The local nature of both data and purpose lead to another problem: the subtlety of errors. One of the most common analytics bugs is joining tables at the wrong level or direction and silently inflating or deflating metrics. A traditional programmer writing a wrong join usually gets an obvious error. An analyst writing a wrong join gets a confident-looking number that might be off by 300%. LLMs are particularly prone to this because they’ll generate syntactically correct SQL that joins on whatever seems reasonable without understanding the context of your specific tables.

I’ve been amazed by LLMs’ ability to write code, test itself and then correct itself. But in software engineering there’s a rich culture of unit tests, integration tests, and CI pipelines that catch regressions. In analytics, most work is exploratory and one-off, so there’s rarely a test suite. When you vibe code an app feature, you can at least click around and see if it works. When you vibe code an analysis, the only real test is whether someone with deep domain knowledge reviews the logic.

None of this means LLMs have no role in analytics — far from it. My own early experiments using LLMs to assist me in analysis have been promising. LLMs are excellent at accelerating the mechanical parts of the work: drafting boilerplate SQL, suggesting visualization approaches, writing documentation, and even helping think through edge cases in a dataset. The key word, though, is assist. Every one of those tasks still benefits from — and in most cases requires — a human who understands the data, the business context, the questions, and, yes, the code well enough to evaluate what the LLM produces.

Experiments With “Vibe Analyzing”

I’ve been experimenting with various agentic agents for programming for a little while now. But I’ve haven’t tried using it for any analysis work. Until today.

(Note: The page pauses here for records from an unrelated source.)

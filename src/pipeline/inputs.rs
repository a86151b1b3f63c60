use anyhow::{Context, Result};
use base64::Engine;
use std::fs;
use std::path::{Path, PathBuf};
use tracing::{debug, info, warn};

use crate::error::PipelineError;

const CASE_SUFFIX: &str = "-netlogo-code.md";
const INTERFACE_IMAGE_COUNT: usize = 2;
const RULES_PREFIX: &str = "RULES_";

/// One NetLogo case: code plus up to two base64-encoded interface screenshots.
#[derive(Debug, Clone)]
pub struct CaseInputs {
    pub case: String,
    pub netlogo_code: String,
    pub images: Vec<String>,
}

#[derive(Debug, Clone, PartialEq, Eq)]
pub struct PersonaFile {
    pub name: String,
    pub content: String,
}

#[derive(Debug, Clone)]
pub struct PersonaSet {
    pub name: String,
    /// Sorted by file name
    pub files: Vec<PersonaFile>,
}

impl PersonaSet {
    /// The compliance rule document used by audits and corrections: every
    /// `RULES_*` file, or all persona files when the set has none.
    pub fn rules_document(&self) -> String {
        let rule_files: Vec<&PersonaFile> = self
            .files
            .iter()
            .filter(|f| f.name.starts_with(RULES_PREFIX))
            .collect();
        let chosen: Vec<&PersonaFile> = if rule_files.is_empty() {
            self.files.iter().collect()
        } else {
            rule_files
        };
        chosen
            .iter()
            .map(|f| format!("--- {} ---\n{}", f.name.to_uppercase(), f.content.trim_end()))
            .collect::<Vec<_>>()
            .join("\n\n")
    }
}

/// Case names, sorted, from `<case>-netlogo-code.md` files.
pub fn list_cases(netlogo_dir: &Path) -> Result<Vec<String>> {
    let pattern = netlogo_dir.join(format!("*{}", CASE_SUFFIX));
    let pattern = pattern.to_string_lossy();

    let mut cases: Vec<String> = glob::glob(&pattern)
        .with_context(|| format!("Invalid case pattern: {}", pattern))?
        .filter_map(|entry| entry.ok())
        .filter(|path| path.is_file())
        .filter_map(|path| {
            path.file_name()
                .and_then(|n| n.to_str())
                .and_then(|n| n.strip_suffix(CASE_SUFFIX))
                .map(|n| n.to_string())
        })
        .collect();
    cases.sort();
    Ok(cases)
}

pub fn load_case(netlogo_dir: &Path, case: &str) -> Result<CaseInputs> {
    let code_path = netlogo_dir.join(format!("{}{}", case, CASE_SUFFIX));
    let netlogo_code = fs::read_to_string(&code_path)
        .with_context(|| format!("Failed to read NetLogo case {}", code_path.display()))?;
    info!("Loaded NetLogo case: {}", case);

    Ok(CaseInputs {
        case: case.to_string(),
        netlogo_code,
        images: load_interface_images(netlogo_dir, case),
    })
}

/// `<case>-netlogo-interface-1.png` and `-2.png`, base64-encoded. Missing
/// images are skipped; unreadable ones are skipped with a warning.
pub fn load_interface_images(netlogo_dir: &Path, case: &str) -> Vec<String> {
    let mut images = Vec::new();
    for i in 1..=INTERFACE_IMAGE_COUNT {
        let file_name = format!("{}-netlogo-interface-{}.png", case, i);
        let path = netlogo_dir.join(&file_name);
        if !path.exists() {
            debug!("Interface image not found, skipping: {}", file_name);
            continue;
        }
        match fs::read(&path) {
            Ok(bytes) => {
                images.push(base64::engine::general_purpose::STANDARD.encode(bytes));
                info!("Loaded and encoded image: {}", file_name);
            }
            Err(e) => warn!("Could not read image {}: {}", file_name, e),
        }
    }
    images
}

/// Sub-directories of the persona dir, sorted, hidden ones skipped.
pub fn list_persona_sets(persona_dir: &Path) -> Result<Vec<String>> {
    let entries = fs::read_dir(persona_dir)
        .with_context(|| format!("Failed to read persona dir {}", persona_dir.display()))?;

    let mut sets: Vec<String> = entries
        .filter_map(|e| e.ok())
        .filter(|e| e.path().is_dir())
        .filter_map(|e| e.file_name().to_str().map(|s| s.to_string()))
        .filter(|name| !name.starts_with('.'))
        .collect();
    sets.sort();
    Ok(sets)
}

pub fn load_persona_set(persona_dir: &Path, name: &str) -> Result<PersonaSet> {
    let set_dir = persona_dir.join(name);
    let entries = fs::read_dir(&set_dir)
        .with_context(|| format!("Persona set not found: {}", set_dir.display()))?;

    let mut paths: Vec<PathBuf> = entries
        .filter_map(|e| e.ok())
        .map(|e| e.path())
        .filter(|p| p.is_file() && p.extension().is_some_and(|ext| ext == "md"))
        .collect();
    paths.sort();

    let mut files = Vec::with_capacity(paths.len());
    for path in paths {
        let content = fs::read_to_string(&path)
            .with_context(|| format!("Failed to read persona file {}", path.display()))?;
        let file_name = path
            .file_name()
            .and_then(|n| n.to_str())
            .unwrap_or_default()
            .to_string();
        debug!("Loaded persona file: {}", file_name);
        files.push(PersonaFile {
            name: file_name,
            content,
        });
    }

    if files.is_empty() {
        warn!("Persona set {} contains no .md files", name);
    }

    Ok(PersonaSet {
        name: name.to_string(),
        files,
    })
}

/// Read the mandatory task instructions. Missing or blank is fatal.
pub fn load_task_instructions(path: &Path) -> Result<String> {
    match fs::read_to_string(path) {
        Ok(content) if !content.trim().is_empty() => {
            info!("Loaded task instructions from {}", path.display());
            Ok(content)
        }
        _ => Err(PipelineError::MissingTaskFile(path.to_path_buf()).into()),
    }
}

#[cfg(test)]
mod tests {
    use super::*;
    use tempfile::TempDir;

    #[test]
    fn test_list_cases_sorted_and_filtered() {
        let dir = TempDir::new().unwrap();
        fs::write(dir.path().join("predator-prey-netlogo-code.md"), "to go end").unwrap();
        fs::write(dir.path().join("3d-solids-netlogo-code.md"), "to setup end").unwrap();
        fs::write(dir.path().join("3d-solids-netlogo-interface-1.png"), [0u8; 4]).unwrap();
        fs::write(dir.path().join("notes.md"), "ignored").unwrap();

        let cases = list_cases(dir.path()).unwrap();
        assert_eq!(cases, vec!["3d-solids", "predator-prey"]);
    }

    #[test]
    fn test_list_cases_empty_dir() {
        let dir = TempDir::new().unwrap();
        assert!(list_cases(dir.path()).unwrap().is_empty());
    }

    #[test]
    fn test_load_case_with_images() {
        let dir = TempDir::new().unwrap();
        fs::write(dir.path().join("3d-solids-netlogo-code.md"), "to setup end").unwrap();
        fs::write(dir.path().join("3d-solids-netlogo-interface-1.png"), b"png").unwrap();

        let inputs = load_case(dir.path(), "3d-solids").unwrap();
        assert_eq!(inputs.netlogo_code, "to setup end");
        assert_eq!(inputs.images, vec!["cG5n".to_string()]);
    }

    #[test]
    fn test_load_case_missing_file() {
        let dir = TempDir::new().unwrap();
        let err = load_case(dir.path(), "nope").unwrap_err();
        assert!(err.to_string().contains("Failed to read NetLogo case"));
    }

    #[test]
    fn test_persona_sets_skip_hidden_and_files() {
        let dir = TempDir::new().unwrap();
        fs::create_dir(dir.path().join("persona-v1")).unwrap();
        fs::create_dir(dir.path().join(".git")).unwrap();
        fs::create_dir(dir.path().join("persona-v3-limited-agents")).unwrap();
        fs::write(dir.path().join("README.md"), "x").unwrap();

        let sets = list_persona_sets(dir.path()).unwrap();
        assert_eq!(sets, vec!["persona-v1", "persona-v3-limited-agents"]);
    }

    #[test]
    fn test_load_persona_set_sorted_md_only() {
        let dir = TempDir::new().unwrap();
        let set = dir.path().join("persona-v1");
        fs::create_dir(&set).unwrap();
        fs::write(set.join("PSN_2_Auditor.md"), "audit").unwrap();
        fs::write(set.join("DSL_Target_LUCIM.md"), "dsl").unwrap();
        fs::write(set.join("notes.txt"), "skip").unwrap();

        let persona = load_persona_set(dir.path(), "persona-v1").unwrap();
        let names: Vec<&str> = persona.files.iter().map(|f| f.name.as_str()).collect();
        assert_eq!(names, vec!["DSL_Target_LUCIM.md", "PSN_2_Auditor.md"]);
    }

    #[test]
    fn test_rules_document_prefers_rules_files() {
        let persona = PersonaSet {
            name: "p".into(),
            files: vec![
                PersonaFile {
                    name: "PSN_Generator.md".into(),
                    content: "generate".into(),
                },
                PersonaFile {
                    name: "RULES_LUCIM.md".into(),
                    content: "GCS2_SYS_COLOR: System is #E8C28A".into(),
                },
            ],
        };
        let doc = persona.rules_document();
        assert!(doc.contains("--- RULES_LUCIM.MD ---"));
        assert!(!doc.contains("generate"));
    }

    #[test]
    fn test_rules_document_falls_back_to_all_files() {
        let persona = PersonaSet {
            name: "p".into(),
            files: vec![PersonaFile {
                name: "DSL.md".into(),
                content: "rules here".into(),
            }],
        };
        assert!(persona.rules_document().contains("rules here"));
    }

    #[test]
    fn test_task_file_missing_or_blank_is_fatal() {
        let dir = TempDir::new().unwrap();
        let missing = dir.path().join("single-agent-task");
        let err = load_task_instructions(&missing).unwrap_err();
        assert!(matches!(
            err.downcast_ref::<PipelineError>(),
            Some(PipelineError::MissingTaskFile(_))
        ));

        fs::write(&missing, "   \n").unwrap();
        assert!(load_task_instructions(&missing).is_err());

        fs::write(&missing, "Convert the model.").unwrap();
        assert_eq!(load_task_instructions(&missing).unwrap(), "Convert the model.");
    }
}
pub mod config_check;
pub mod list;
pub mod run;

What I found was impressive. With a few prompts and a little back-and-forth, I was able to quickly produce a relatively attractive choropleth map showing state level cost of living data.

I started with a simple setup prompt just to see if everything was working.

> create a git repo for this project and add folders for code, data, and output

It was, and it did, also creating .gitkeep files in each of the empty directories and a .gitignore file. I noticed during the planning that I hadn’t specified that I’d be using R as my language, so I added some additional context so it could make the .gitignore more relevant.

> add commong R patterns to the .gitignore

It figured it out despite my typo.

Once that was all executed, it was time for the main prompt on the task. I’ve heard that the best way to talk to claude code is to just treat it like a experienced engineer. So that’s what I did

> Our goal is to create a state-level chloropleth map of the United States showing the relative cost of living for each state.  We will be using R as our language with the tidyverse library. For the map shape file we will use the usmap library. The data is in a csv file at data/cost_of_living.csv. Break the states into quintiles based on the cost_of_living score and pick an attractive diverging color scheme for plotting.  Make sure to use ggplot for the graph and to give the final version a title and meaningful legend labels.  Save the output and a .png to the output directory with dimensions of 10x6 inches.

I submitted that and sat back and watched it work. It took a couple minutes to grind through it and I noticed that at least once it tried to execute the code and got an error. But it recognized the error and corrected the code and reran without my intervention.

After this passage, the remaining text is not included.